By the same token, during her infamous appearance on The View, when pressed by Meghan McCain, Mallory refused to denounce Farrakhan, the man. From the Fox News coverage:
“What I will say to you is, I don’t agree with many of Minister Farrakhan’s statements,” Mallory said.
McCain asked, “Do you condemn them?”
“To be very clear, it’s not my language. It’s not the way that I speak,” Mallory said.

To be fair Obama used stronger language than Mallory, absolutely denouncing the content of Wright’s words, even if he was unable to bring himself to repudiate Farrakhan, the man. But both Obama and Mallory refused to say, “I condemn Wright. I condemn Farrakhan.”
As Jews, we have no way to look kindly on this, and no reason to do so, either.

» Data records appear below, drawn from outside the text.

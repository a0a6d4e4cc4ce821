//! Helper functions for building graphs and rows in unit tests

use sha1::{Digest, Sha1};

use crate::graph::{
    LaneInfo, ObjectId, RevisionGraph, RevisionIdx, RowSegment, SegmentIdx, OBJECT_ID_LEN,
};

/// Derives a stable commit id from a readable name
pub fn oid(name: &str) -> ObjectId {
    let digest = Sha1::digest(name.as_bytes());
    let mut bytes = [0_u8; OBJECT_ID_LEN];
    bytes.copy_from_slice(&digest);
    ObjectId::new(bytes)
}

/// Adds `(commit, parents)` pairs in the given order
pub fn add_all(graph: &RevisionGraph, commits: &[(&str, &[&str])]) {
    for (name, parents) in commits {
        let parents: Vec<ObjectId> = parents.iter().map(|parent| oid(parent)).collect();
        graph.add(oid(name), &parents);
    }
}

pub fn rev(index: usize) -> RevisionIdx {
    RevisionIdx(index)
}

/// A row entry for segment `segment` running from revision `child` to revision `parent`
pub fn entry(segment: usize, child: usize, parent: usize) -> RowSegment {
    RowSegment {
        segment: SegmentIdx(segment),
        child: rev(child),
        parent: rev(parent),
        lane_info: LaneInfo {
            color: 0,
            start_revision: rev(child),
        },
    }
}
//! Crossing reduction for the segments starting at a revision.
//!
//! The segments leaving a revision are assigned lanes from left to right in the order they are
//! listed. Putting the segment first whose parent comes up soonest, or which merges into or
//! branches from another line, keeps long lines out of the way of short ones. This is a
//! best-effort heuristic over a bounded window of rows; it decides lane order only, never
//! which segments a row contains.

use std::{cmp::Ordering, collections::HashSet};

use crate::graph::{revision::RevisionIdx, segment::SegmentIdx, store::NodeStore};

/// Sort key of a segment: unreachable parents last, then merges, branches and plain commits,
/// then the distance to the parent's row.
type SegmentKey = (bool, u8, usize);

/// Reorders the segments starting in `row` to reduce crossings.
///
/// `ordered` is the ordering of all revisions; the parent of each segment is searched for in
/// the `look_ahead` rows after `row`. The sort is stable: segments the heuristic cannot tell
/// apart keep their order.
pub fn order_segments(
    store: &NodeStore,
    segments: &mut [SegmentIdx],
    ordered: &[RevisionIdx],
    row: usize,
    look_ahead: usize,
) {
    if segments.len() < 2 {
        return;
    }

    let window = Window {
        store,
        ordered,
        row,
        end: row.saturating_add(look_ahead).min(ordered.len()),
    };

    let mut keyed: Vec<(SegmentIdx, RevisionIdx, Option<usize>)> = segments
        .iter()
        .map(|&segment| {
            let parent = store.segment(segment).parent;
            (segment, parent, window.offset(parent))
        })
        .collect();

    // Insertion sort: the ancestor rule makes the comparator non-transitive
    for i in 1..keyed.len() {
        let mut j = i;
        while j > 0 && window.compare(&keyed[j - 1], &keyed[j]) == Ordering::Greater {
            keyed.swap(j - 1, j);
            j -= 1;
        }
    }

    for (slot, (segment, _, _)) in segments.iter_mut().zip(keyed) {
        *slot = segment;
    }
}

struct Window<'a> {
    store: &'a NodeStore,
    ordered: &'a [RevisionIdx],
    row: usize,
    end: usize,
}

impl Window<'_> {
    /// Distance in rows from the current row to `revision`, if it is within the window.
    fn offset(&self, revision: RevisionIdx) -> Option<usize> {
        let start = self.row + 1;
        if start >= self.end {
            return None;
        }

        self.ordered[start..self.end]
            .iter()
            .position(|&r| r == revision)
            .map(|position| position + 1)
    }

    fn compare(
        &self,
        (_, parent_a, row_a): &(SegmentIdx, RevisionIdx, Option<usize>),
        (_, parent_b, row_b): &(SegmentIdx, RevisionIdx, Option<usize>),
    ) -> Ordering {
        // Prefer the segment heading to the ancestor of the other one's parent
        if let (Some(a), Some(b)) = (*row_a, *row_b) {
            if a > b && self.is_ancestor_of(*parent_a, *parent_b, a) {
                return Ordering::Less;
            }
            if b > a && self.is_ancestor_of(*parent_b, *parent_a, b) {
                return Ordering::Greater;
            }
        }

        self.key(*parent_a, *row_a).cmp(&self.key(*parent_b, *row_b))
    }

    fn key(&self, parent: RevisionIdx, row: Option<usize>) -> SegmentKey {
        let revision = self.store.revision(parent);
        let tier = if revision.parent_count() == 0 {
            2
        } else if revision.parent_count() > 1 {
            0
        } else if revision.child_count() > 1 {
            1
        } else {
            2
        };

        (row.is_none(), tier, row.unwrap_or(usize::MAX))
    }

    /// Whether `ancestor` is reachable from `child` through revisions before `stop_row`.
    fn is_ancestor_of(&self, ancestor: RevisionIdx, child: RevisionIdx, stop_row: usize) -> bool {
        let mut visited = HashSet::new();
        let mut pending = vec![child];
        while let Some(current) = pending.pop() {
            let revision = self.store.revision(current);
            if revision.has_parent(ancestor) {
                return true;
            }

            for parent in revision.parents() {
                if self.offset(parent).is_some_and(|row| row < stop_row) && visited.insert(parent)
                {
                    pending.push(parent);
                }
            }
        }

        false
    }
}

Of course, it is indeed possible that Dershowitz repents his two-time support for Obama. Maybe he regrets that he, like so many other liberal Jews, looked the other way on Obama’s associations with Wright. Perhaps he's sorry, that like the rest of Obama’s Jewish base, he, Alan Dershowitz, truly believed Obama’s denunciation of Wright’s views as a repudiation of the man himself.
But that belief was only possible because he wanted to believe in Barack Obama, like the other Jews wanted to believe in Barack Obama. They looked the other way, and gave Obama a pass on his associations with known antisemites. 
They gave Obama a pass just as Hitler’s supporters, in Dershowitz’s own words, “gave him a pass for his anti-Semitism because they approved of his other policies,” The difference is that Dershowitz not only gave Obama a pass, but like so many other liberal Jews, did so twice over. To Israel's detriment (and the world's).
 Dershowitz’s two-time vote for Obama seems no different, from this perspective, than supporting Mussolini because he “made the trains run on time,” or Stalin because “he spread the wealth.” Dershowitz’s support for Obama, in this light, also seems no different than Tamika Mallory, the Women’s March leader, giving Farrakhan a pass, and calling him “the GOAT.”
One would hope that Dershowitz’s Gatestone piece is really just a vehicle to express his shame at having twice supported and campaigned for a man who associated with known antisemites.

A man who was the worst president the Jews and Israel have ever known.